** WHAT TO WORK ON **
Identify each line below that contains the word "DocumentId", and copy it out.

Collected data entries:
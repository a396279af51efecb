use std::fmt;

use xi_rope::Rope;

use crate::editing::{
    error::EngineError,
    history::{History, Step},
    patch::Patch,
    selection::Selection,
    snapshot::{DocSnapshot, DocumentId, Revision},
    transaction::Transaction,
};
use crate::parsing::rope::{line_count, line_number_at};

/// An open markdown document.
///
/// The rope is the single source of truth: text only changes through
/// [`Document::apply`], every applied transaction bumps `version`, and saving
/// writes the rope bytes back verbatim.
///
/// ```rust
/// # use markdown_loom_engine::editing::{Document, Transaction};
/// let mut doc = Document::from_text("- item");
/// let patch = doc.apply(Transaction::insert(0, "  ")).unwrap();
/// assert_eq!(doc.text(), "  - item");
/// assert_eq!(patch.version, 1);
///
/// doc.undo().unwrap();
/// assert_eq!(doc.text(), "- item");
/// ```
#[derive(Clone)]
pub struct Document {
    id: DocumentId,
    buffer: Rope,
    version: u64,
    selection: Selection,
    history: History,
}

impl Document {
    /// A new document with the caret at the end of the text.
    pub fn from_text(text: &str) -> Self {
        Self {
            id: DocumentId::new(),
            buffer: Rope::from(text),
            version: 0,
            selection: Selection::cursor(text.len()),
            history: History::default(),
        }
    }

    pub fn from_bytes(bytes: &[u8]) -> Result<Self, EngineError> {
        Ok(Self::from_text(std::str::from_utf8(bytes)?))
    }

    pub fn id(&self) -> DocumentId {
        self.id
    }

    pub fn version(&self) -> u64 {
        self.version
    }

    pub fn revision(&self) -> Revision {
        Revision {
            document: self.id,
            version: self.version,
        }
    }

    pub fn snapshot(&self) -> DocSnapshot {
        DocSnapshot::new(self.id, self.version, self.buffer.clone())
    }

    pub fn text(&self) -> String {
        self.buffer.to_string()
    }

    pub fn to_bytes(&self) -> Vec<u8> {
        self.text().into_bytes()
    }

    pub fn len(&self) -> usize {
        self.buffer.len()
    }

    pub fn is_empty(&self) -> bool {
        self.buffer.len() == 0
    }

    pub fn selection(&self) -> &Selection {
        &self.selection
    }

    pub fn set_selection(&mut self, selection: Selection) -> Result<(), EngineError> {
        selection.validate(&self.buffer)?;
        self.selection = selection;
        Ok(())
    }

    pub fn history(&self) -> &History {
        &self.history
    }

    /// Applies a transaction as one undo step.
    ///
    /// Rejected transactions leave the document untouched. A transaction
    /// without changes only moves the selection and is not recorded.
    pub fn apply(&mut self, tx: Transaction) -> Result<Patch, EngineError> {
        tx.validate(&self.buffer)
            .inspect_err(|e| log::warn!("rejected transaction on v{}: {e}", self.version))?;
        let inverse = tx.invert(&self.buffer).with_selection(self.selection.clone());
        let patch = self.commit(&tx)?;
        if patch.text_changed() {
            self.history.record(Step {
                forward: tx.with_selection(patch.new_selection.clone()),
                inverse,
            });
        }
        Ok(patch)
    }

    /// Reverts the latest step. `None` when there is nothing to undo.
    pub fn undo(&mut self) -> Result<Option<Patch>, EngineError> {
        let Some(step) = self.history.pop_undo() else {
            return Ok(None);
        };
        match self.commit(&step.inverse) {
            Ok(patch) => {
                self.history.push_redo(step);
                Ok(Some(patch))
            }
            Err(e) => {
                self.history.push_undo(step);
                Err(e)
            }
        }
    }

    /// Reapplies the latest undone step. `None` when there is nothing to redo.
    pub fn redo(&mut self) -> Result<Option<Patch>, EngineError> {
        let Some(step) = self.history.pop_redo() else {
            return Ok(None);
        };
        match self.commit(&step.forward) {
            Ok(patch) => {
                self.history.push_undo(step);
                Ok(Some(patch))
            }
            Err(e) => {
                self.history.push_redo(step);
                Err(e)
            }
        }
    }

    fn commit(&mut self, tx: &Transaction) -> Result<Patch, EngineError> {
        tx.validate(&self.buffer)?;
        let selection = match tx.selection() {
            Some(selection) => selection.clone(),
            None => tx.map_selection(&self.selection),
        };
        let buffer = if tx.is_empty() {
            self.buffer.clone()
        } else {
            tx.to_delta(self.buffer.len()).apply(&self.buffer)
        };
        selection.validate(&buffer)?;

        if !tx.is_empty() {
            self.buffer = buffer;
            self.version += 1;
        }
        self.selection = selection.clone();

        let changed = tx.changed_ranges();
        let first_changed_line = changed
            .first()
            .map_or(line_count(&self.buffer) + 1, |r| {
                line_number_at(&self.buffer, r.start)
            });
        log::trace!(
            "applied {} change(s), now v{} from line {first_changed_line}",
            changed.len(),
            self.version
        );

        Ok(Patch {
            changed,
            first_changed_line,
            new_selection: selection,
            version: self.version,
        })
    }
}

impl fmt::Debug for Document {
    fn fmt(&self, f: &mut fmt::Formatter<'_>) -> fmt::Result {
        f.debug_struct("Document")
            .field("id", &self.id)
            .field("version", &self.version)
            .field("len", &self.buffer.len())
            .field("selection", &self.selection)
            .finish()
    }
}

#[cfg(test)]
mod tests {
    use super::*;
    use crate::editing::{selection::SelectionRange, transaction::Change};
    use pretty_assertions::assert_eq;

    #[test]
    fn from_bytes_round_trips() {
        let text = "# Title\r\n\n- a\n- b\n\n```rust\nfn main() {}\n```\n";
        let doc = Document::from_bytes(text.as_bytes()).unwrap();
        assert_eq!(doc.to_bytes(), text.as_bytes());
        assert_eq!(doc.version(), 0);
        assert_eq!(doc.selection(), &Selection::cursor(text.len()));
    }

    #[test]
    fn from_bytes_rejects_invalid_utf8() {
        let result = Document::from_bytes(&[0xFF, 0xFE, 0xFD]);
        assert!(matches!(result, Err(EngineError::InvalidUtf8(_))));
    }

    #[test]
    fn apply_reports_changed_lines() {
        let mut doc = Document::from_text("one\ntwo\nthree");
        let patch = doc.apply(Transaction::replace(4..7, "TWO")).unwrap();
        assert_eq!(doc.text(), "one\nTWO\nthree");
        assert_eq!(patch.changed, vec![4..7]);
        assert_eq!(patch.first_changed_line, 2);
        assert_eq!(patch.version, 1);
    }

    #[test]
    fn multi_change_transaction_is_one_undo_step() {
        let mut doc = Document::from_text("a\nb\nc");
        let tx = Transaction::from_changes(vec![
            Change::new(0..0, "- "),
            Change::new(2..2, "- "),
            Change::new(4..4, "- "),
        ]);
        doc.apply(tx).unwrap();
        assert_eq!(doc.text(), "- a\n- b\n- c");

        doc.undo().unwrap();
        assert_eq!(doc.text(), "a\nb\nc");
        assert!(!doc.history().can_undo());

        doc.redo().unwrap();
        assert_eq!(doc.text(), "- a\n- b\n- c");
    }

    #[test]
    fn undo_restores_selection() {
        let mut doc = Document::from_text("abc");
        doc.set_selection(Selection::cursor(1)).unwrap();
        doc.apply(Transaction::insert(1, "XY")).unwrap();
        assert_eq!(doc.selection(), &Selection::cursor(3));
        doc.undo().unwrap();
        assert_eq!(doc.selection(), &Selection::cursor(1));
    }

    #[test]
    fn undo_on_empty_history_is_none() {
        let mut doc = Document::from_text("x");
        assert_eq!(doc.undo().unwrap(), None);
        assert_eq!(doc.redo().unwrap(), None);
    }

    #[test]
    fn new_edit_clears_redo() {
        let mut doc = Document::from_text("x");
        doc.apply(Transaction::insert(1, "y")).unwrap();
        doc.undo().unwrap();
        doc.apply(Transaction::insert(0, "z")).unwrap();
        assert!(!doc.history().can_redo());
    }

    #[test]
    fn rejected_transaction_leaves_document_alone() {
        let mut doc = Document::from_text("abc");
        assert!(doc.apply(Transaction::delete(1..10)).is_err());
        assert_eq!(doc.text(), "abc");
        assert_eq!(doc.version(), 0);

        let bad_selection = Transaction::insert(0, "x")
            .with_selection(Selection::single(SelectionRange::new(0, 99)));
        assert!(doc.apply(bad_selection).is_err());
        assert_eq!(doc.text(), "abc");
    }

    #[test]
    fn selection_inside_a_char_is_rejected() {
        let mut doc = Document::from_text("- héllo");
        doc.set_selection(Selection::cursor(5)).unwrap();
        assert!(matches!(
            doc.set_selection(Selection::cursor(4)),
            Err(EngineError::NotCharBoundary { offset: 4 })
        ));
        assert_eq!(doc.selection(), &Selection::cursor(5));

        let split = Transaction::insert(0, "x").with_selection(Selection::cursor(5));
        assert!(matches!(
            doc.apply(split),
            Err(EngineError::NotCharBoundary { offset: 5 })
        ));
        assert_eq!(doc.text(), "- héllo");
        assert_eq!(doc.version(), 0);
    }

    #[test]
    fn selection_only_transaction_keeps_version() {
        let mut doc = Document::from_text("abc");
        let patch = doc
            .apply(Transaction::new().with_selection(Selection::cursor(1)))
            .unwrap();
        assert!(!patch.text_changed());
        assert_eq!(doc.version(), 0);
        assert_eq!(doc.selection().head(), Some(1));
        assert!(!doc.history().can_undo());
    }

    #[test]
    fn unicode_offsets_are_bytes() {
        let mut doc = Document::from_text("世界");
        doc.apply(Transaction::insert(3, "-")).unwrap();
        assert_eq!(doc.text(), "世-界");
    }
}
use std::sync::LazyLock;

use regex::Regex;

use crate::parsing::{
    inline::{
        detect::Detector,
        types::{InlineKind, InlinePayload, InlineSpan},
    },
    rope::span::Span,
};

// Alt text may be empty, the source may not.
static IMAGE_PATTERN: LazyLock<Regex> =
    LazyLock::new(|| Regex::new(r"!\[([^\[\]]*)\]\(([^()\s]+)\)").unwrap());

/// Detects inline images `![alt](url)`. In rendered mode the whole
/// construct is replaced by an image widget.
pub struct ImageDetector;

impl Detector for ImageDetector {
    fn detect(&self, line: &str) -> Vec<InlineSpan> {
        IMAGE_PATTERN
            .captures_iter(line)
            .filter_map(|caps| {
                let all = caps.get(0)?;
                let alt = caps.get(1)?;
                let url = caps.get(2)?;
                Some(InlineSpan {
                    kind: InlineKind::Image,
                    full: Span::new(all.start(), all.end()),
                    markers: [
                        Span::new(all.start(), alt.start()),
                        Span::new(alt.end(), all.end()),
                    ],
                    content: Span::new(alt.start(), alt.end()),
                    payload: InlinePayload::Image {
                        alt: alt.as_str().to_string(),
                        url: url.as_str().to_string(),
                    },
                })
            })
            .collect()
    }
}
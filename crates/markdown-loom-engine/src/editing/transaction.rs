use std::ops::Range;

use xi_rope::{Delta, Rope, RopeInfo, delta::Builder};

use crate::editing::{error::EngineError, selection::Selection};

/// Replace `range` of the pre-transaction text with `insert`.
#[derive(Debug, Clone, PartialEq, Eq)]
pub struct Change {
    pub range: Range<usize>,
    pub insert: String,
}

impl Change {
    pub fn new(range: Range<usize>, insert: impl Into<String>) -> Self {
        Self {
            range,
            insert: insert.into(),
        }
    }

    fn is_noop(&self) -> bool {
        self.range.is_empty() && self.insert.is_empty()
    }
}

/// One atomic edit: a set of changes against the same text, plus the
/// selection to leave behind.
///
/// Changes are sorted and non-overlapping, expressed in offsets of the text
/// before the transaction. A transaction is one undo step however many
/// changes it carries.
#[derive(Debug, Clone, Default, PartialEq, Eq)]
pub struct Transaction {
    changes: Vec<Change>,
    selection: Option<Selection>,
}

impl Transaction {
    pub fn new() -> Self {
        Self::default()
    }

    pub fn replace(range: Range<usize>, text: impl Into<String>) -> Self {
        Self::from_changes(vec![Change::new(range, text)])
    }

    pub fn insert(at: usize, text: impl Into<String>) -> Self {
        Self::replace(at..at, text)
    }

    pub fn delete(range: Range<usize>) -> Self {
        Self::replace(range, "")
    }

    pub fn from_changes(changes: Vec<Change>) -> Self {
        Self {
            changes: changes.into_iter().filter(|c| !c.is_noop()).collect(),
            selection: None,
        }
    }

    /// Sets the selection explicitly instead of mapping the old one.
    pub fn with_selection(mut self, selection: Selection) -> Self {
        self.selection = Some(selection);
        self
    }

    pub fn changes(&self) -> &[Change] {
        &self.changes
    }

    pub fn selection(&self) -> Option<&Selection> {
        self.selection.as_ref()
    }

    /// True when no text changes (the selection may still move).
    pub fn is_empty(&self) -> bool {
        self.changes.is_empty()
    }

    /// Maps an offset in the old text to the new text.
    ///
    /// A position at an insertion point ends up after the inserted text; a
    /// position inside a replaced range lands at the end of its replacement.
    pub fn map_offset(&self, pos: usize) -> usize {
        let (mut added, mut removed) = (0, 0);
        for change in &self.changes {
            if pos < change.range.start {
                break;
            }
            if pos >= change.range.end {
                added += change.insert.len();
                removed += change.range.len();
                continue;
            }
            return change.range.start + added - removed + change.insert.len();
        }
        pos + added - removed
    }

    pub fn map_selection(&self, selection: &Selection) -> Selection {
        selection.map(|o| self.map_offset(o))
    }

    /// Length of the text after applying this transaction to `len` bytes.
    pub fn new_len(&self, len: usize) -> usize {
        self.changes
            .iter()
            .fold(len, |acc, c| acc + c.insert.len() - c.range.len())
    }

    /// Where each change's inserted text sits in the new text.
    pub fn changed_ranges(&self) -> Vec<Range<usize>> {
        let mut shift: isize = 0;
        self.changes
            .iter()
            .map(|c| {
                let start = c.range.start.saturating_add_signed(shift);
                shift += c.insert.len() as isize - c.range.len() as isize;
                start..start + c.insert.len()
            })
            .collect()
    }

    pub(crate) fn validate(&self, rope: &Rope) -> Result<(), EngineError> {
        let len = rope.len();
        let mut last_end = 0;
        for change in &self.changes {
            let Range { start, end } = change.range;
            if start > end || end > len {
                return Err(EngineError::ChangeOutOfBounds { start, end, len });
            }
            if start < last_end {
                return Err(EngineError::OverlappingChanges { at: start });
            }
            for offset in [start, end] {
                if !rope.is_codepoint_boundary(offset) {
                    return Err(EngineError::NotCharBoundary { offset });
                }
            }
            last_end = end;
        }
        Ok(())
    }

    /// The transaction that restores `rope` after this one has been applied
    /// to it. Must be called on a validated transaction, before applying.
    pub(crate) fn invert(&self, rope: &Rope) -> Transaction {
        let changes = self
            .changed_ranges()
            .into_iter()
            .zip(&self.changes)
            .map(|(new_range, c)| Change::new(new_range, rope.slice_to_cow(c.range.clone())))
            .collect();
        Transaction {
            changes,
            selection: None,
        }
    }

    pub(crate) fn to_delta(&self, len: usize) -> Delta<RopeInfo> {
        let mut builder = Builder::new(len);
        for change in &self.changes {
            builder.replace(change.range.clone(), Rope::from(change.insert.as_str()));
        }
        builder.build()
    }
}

** ANSWER TO THIS PROBLEM **
    snapshot::{DocSnapshot, DocumentId, Revision},
    id: DocumentId,
            id: DocumentId::new(),
    pub fn id(&self) -> DocumentId {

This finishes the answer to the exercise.